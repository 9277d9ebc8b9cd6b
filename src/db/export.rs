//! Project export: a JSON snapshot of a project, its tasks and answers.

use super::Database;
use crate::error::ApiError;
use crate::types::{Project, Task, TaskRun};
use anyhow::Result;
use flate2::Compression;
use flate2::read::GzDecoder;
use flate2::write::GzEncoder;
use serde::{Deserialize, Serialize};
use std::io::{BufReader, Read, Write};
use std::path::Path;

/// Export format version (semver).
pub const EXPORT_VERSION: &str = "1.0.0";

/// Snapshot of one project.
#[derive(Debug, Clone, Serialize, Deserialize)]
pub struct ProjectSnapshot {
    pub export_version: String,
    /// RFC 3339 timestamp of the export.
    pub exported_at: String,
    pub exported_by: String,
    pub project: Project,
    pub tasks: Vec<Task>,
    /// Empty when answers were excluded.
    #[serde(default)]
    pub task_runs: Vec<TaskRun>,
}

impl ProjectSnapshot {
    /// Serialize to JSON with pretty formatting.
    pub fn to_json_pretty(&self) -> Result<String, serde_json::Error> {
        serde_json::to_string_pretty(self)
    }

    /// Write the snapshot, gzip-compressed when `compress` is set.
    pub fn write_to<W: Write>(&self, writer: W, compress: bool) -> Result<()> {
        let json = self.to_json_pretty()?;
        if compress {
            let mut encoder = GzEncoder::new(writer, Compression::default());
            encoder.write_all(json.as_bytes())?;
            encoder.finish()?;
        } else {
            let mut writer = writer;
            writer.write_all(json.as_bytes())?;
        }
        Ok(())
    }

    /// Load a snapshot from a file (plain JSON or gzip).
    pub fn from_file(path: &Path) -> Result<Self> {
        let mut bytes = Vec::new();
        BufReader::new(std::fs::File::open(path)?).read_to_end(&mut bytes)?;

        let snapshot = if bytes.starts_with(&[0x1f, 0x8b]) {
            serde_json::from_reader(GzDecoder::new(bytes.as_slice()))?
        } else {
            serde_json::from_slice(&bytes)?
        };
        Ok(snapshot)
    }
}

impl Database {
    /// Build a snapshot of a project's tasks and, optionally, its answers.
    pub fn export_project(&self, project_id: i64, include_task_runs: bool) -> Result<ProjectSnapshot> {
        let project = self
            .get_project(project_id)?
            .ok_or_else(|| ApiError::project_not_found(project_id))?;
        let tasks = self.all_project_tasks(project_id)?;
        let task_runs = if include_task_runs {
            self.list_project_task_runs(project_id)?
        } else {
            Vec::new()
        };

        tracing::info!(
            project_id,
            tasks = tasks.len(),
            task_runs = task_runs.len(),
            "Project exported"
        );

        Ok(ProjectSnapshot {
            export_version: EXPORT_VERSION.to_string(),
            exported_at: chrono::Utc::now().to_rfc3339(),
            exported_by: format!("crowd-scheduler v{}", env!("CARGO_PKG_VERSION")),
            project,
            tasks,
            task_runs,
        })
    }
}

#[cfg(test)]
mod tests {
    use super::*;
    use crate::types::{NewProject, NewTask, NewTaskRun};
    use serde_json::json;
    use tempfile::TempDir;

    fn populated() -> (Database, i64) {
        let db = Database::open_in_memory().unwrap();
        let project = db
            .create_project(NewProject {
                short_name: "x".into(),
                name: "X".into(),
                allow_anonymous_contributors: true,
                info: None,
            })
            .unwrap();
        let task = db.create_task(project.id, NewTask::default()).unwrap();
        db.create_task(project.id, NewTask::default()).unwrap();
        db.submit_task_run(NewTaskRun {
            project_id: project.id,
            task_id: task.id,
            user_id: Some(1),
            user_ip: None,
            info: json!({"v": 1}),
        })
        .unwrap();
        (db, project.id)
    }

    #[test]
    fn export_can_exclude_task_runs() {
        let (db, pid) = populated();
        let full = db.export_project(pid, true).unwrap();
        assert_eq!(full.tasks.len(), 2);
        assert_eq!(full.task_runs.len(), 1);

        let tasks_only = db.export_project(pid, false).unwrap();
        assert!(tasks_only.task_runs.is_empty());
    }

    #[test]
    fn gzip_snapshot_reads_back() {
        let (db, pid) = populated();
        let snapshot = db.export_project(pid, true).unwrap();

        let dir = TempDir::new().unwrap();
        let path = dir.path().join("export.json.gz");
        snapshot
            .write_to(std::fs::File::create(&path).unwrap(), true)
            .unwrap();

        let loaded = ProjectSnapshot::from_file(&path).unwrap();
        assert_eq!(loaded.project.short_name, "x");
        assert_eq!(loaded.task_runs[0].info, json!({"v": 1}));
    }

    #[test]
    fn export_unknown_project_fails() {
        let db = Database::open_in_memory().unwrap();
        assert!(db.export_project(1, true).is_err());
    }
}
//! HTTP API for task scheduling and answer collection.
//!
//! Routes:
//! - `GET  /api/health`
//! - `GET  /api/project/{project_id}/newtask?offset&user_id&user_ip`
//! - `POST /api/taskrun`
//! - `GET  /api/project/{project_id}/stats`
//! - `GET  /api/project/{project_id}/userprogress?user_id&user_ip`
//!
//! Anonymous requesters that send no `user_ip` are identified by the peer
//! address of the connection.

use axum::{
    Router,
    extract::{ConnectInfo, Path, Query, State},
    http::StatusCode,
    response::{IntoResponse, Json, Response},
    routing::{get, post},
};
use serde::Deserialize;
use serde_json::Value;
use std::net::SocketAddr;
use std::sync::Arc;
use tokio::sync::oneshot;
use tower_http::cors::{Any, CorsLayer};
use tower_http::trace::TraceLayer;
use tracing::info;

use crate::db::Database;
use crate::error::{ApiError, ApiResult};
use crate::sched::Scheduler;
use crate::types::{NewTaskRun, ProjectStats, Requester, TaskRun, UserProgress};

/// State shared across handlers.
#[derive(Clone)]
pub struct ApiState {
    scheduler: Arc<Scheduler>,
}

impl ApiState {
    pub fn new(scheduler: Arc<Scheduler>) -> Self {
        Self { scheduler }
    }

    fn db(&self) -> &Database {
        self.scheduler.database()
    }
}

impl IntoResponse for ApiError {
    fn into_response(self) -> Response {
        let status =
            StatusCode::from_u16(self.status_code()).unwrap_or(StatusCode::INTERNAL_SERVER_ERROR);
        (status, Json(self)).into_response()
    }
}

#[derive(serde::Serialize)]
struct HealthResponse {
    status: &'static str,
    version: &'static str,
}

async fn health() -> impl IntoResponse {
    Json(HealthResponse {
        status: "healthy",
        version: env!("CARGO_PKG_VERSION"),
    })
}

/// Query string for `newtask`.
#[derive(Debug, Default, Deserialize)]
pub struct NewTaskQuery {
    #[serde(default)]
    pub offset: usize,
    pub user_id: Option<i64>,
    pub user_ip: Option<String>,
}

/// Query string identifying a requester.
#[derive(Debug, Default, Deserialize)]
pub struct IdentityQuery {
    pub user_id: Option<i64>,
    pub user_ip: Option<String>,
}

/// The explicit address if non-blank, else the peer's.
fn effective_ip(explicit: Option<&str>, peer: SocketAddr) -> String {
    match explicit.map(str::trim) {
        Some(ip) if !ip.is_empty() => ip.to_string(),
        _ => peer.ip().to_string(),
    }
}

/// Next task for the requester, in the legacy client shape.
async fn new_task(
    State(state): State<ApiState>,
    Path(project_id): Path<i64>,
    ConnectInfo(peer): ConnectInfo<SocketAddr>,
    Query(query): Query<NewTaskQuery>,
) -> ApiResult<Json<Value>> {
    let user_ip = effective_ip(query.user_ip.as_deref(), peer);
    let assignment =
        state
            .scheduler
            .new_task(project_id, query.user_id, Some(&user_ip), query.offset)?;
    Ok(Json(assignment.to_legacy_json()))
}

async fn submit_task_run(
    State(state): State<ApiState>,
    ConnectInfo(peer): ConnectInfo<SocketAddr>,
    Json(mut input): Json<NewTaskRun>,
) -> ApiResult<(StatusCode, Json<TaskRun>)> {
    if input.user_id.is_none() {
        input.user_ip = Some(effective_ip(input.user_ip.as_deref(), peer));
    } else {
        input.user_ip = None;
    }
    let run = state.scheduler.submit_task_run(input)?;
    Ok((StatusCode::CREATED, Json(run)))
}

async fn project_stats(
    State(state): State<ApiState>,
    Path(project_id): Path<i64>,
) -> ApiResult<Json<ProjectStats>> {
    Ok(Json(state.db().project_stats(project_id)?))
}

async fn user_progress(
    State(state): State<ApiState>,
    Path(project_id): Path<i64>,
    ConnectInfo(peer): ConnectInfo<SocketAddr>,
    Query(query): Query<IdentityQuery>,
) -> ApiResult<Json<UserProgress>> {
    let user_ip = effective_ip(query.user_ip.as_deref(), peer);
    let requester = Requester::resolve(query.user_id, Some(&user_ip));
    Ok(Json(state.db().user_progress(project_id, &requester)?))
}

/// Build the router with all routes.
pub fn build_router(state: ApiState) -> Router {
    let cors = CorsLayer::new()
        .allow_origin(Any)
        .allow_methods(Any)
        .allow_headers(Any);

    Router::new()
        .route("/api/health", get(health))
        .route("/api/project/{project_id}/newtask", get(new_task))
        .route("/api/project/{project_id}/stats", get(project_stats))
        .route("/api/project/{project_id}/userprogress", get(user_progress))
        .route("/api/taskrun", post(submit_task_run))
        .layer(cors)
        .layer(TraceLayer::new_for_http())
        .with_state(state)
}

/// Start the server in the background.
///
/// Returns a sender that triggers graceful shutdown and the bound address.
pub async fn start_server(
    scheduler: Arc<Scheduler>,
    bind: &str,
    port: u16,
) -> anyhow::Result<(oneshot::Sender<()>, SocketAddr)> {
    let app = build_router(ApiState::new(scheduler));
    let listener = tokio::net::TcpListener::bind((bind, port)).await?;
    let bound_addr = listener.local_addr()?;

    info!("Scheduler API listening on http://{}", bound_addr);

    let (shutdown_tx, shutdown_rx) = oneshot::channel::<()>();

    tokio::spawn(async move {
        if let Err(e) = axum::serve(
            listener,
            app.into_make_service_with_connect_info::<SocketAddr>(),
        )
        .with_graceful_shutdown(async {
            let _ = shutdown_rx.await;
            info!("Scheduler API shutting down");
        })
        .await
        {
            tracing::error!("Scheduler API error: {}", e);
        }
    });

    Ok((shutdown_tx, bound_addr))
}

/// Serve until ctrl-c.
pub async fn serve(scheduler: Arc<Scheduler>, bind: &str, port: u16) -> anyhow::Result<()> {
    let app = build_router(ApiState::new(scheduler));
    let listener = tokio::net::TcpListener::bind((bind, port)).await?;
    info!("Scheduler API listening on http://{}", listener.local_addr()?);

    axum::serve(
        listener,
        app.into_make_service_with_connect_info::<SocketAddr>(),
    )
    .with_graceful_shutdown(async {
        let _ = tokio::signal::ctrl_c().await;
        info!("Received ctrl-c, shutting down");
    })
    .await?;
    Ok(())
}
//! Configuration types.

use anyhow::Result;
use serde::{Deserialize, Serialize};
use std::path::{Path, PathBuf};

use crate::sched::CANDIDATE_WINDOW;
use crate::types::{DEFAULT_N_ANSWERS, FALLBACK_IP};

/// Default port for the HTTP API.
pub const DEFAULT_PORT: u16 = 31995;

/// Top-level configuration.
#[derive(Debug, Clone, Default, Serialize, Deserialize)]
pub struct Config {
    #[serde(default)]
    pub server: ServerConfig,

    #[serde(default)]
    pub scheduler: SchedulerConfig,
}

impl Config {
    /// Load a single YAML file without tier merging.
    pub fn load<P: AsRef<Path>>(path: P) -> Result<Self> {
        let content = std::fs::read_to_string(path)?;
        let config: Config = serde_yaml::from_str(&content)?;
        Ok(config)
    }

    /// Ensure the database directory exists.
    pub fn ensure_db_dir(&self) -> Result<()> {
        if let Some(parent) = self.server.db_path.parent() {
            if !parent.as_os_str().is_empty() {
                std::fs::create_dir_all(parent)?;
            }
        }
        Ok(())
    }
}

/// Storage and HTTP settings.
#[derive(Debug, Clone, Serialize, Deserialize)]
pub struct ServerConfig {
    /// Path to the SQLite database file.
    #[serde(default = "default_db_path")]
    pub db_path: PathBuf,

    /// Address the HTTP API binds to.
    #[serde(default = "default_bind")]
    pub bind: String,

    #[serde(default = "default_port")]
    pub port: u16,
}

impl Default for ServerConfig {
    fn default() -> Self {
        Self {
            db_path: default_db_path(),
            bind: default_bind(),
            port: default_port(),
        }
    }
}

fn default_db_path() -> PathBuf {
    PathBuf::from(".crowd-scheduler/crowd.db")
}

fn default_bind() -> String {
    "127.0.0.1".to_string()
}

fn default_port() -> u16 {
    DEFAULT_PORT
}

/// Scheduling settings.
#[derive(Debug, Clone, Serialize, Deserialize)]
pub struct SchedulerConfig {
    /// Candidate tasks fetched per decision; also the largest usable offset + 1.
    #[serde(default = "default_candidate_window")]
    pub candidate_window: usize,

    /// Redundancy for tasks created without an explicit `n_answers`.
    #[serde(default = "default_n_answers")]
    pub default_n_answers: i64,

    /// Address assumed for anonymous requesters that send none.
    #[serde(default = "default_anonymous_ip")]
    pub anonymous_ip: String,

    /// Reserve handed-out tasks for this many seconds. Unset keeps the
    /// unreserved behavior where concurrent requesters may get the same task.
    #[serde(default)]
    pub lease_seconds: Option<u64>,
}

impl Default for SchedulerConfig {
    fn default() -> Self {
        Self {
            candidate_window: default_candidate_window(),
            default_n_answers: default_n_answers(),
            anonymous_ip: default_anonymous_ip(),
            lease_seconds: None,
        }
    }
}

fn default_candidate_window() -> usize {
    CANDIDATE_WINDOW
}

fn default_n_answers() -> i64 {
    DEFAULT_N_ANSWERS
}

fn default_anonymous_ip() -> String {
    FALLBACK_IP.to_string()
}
:::
§ **TASK GOAL**
Write down again the exact lines running from the beginning of the data to the line containing "with pretty formatting.", with both ends included.

§ **RESPONSE AREA**
repository 9277d9ebc8b9cd6b
filename src/db/export.rs
//! Project export: a JSON snapshot of a project, its tasks and answers.

use super::Database;
use crate::error::ApiError;
use crate::types::{Project, Task, TaskRun};
use anyhow::Result;
use flate2::Compression;
use flate2::read::GzDecoder;
use flate2::write::GzEncoder;
use serde::{Deserialize, Serialize};
use std::io::{BufReader, Read, Write};
use std::path::Path;

/// Export format version (semver).
pub const EXPORT_VERSION: &str = "1.0.0";

/// Snapshot of one project.
#[derive(Debug, Clone, Serialize, Deserialize)]
pub struct ProjectSnapshot {
    pub export_version: String,
    /// RFC 3339 timestamp of the export.
    pub exported_at: String,
    pub exported_by: String,
    pub project: Project,
    pub tasks: Vec<Task>,
    /// Empty when answers were excluded.
    #[serde(default)]
    pub task_runs: Vec<TaskRun>,
}

impl ProjectSnapshot {
    /// Serialize to JSON with pretty formatting.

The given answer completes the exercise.